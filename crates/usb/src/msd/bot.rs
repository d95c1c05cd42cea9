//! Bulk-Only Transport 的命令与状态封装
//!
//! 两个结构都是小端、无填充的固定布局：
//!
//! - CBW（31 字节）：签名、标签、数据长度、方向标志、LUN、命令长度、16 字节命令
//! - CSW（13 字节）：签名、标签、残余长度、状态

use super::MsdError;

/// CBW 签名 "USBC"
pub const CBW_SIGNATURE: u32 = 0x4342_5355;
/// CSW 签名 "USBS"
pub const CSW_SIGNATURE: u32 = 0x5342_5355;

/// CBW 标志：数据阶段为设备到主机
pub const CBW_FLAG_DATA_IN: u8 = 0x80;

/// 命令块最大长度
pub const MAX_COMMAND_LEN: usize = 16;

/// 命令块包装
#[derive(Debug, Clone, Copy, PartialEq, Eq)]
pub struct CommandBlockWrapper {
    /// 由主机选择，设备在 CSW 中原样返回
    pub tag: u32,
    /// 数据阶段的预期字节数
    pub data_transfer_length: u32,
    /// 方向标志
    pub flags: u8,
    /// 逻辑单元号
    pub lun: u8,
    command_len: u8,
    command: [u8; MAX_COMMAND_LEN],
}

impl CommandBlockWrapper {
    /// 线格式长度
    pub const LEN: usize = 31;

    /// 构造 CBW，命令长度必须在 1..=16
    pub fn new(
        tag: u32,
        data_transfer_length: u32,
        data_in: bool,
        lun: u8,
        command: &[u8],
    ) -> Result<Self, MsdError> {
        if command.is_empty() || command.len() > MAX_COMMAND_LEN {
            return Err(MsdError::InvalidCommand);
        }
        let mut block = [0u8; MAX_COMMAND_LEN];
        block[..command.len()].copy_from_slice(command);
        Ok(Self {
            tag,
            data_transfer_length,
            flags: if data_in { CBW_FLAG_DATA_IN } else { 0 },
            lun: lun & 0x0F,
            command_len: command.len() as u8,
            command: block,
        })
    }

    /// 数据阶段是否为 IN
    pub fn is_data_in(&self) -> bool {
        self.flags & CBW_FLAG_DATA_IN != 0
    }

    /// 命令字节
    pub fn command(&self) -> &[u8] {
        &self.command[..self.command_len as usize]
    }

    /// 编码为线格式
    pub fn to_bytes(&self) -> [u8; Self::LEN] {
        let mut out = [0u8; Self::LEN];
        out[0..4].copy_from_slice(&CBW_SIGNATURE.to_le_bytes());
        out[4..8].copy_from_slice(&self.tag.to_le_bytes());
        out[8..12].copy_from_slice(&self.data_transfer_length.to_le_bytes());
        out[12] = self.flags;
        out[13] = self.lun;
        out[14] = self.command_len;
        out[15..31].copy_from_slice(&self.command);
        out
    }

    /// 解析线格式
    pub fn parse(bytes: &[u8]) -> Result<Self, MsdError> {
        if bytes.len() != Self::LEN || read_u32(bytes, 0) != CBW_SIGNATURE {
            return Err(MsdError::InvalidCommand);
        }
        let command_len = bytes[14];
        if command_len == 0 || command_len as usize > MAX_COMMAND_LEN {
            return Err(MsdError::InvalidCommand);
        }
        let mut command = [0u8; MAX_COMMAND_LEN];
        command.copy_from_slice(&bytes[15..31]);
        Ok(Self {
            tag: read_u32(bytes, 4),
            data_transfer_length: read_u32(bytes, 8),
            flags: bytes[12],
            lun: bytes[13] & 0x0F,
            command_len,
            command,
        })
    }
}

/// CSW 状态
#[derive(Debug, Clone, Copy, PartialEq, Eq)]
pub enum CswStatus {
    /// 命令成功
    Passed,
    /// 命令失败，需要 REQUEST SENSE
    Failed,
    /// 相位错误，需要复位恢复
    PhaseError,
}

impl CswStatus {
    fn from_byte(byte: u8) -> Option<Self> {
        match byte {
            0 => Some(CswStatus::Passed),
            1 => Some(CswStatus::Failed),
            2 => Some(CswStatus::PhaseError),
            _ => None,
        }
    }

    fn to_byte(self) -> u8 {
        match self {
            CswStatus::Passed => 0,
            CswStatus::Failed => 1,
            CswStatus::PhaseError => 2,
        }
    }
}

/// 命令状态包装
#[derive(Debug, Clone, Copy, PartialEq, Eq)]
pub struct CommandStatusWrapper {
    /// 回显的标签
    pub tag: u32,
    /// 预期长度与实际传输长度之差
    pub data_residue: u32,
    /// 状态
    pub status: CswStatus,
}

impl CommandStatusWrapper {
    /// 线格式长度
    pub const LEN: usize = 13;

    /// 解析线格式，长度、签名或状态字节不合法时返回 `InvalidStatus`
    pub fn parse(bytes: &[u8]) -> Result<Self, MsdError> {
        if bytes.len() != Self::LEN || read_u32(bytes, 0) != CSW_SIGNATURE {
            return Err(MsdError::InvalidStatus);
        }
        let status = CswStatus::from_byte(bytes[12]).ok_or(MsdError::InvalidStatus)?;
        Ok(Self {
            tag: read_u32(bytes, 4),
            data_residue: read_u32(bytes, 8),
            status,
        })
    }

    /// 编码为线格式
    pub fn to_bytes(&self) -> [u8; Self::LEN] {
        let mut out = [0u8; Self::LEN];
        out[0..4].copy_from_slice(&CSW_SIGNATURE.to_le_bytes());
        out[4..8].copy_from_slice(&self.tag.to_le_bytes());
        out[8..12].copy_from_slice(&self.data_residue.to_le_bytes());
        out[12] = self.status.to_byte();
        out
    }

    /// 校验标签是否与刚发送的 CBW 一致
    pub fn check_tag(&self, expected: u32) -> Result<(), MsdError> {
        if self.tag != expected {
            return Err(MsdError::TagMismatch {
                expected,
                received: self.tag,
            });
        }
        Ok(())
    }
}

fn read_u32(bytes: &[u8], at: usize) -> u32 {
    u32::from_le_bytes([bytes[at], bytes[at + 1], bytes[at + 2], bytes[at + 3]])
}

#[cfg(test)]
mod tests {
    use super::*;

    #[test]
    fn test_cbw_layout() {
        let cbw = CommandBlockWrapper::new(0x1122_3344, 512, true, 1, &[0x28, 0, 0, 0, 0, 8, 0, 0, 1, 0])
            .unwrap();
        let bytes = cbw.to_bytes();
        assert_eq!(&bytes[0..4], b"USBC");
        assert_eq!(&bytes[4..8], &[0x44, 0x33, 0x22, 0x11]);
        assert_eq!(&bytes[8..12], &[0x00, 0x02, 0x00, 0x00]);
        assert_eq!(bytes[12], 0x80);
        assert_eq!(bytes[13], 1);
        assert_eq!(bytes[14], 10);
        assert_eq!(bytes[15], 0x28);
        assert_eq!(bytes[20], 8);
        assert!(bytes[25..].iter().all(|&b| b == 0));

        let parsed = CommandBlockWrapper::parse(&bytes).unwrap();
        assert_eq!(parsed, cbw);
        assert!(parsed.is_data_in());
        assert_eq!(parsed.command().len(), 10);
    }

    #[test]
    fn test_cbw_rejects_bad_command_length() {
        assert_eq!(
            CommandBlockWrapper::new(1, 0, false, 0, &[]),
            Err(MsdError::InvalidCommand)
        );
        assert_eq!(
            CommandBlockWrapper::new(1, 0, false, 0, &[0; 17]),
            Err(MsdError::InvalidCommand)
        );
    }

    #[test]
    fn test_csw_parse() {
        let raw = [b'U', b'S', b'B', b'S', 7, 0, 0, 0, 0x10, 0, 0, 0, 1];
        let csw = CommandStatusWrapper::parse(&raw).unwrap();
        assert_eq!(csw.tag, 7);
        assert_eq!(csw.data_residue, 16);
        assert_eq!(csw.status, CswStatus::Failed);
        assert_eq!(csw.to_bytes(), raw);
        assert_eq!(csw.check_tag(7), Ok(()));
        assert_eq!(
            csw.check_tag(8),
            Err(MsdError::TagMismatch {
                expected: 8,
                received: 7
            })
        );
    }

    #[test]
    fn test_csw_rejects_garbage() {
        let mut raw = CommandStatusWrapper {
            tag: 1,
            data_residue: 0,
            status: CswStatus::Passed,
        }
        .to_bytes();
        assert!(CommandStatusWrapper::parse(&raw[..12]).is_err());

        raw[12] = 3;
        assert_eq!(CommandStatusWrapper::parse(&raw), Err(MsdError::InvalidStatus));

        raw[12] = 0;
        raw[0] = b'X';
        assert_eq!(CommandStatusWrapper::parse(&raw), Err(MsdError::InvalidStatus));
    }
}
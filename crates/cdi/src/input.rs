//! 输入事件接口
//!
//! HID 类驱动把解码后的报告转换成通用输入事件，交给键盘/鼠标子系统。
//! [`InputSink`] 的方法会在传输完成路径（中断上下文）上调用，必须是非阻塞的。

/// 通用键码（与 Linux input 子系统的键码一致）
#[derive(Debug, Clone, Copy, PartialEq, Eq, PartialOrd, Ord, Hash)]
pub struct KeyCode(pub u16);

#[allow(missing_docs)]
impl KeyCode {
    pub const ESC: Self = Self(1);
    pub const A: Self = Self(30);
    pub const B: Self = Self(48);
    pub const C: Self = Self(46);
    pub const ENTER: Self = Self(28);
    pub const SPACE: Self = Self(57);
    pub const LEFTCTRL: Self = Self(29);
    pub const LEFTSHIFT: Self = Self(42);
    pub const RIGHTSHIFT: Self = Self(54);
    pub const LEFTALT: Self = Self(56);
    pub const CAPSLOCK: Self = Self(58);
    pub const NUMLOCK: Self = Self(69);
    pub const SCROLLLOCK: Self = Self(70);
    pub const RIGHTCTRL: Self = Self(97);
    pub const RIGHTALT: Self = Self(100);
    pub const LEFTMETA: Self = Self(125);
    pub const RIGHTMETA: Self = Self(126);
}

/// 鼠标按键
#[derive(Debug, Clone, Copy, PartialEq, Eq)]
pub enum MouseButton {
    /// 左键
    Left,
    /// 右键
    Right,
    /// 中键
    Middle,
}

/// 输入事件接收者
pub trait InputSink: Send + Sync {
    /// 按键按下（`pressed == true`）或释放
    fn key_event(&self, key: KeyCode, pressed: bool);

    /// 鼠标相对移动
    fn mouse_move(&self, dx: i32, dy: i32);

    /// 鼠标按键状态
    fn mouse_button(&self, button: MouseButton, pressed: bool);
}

■ ■ ■

§ **Work to be completed**
Find how many lines in the entries above have the string "InvalidStatus" and report only that number.

§ **Solution to this problem**
5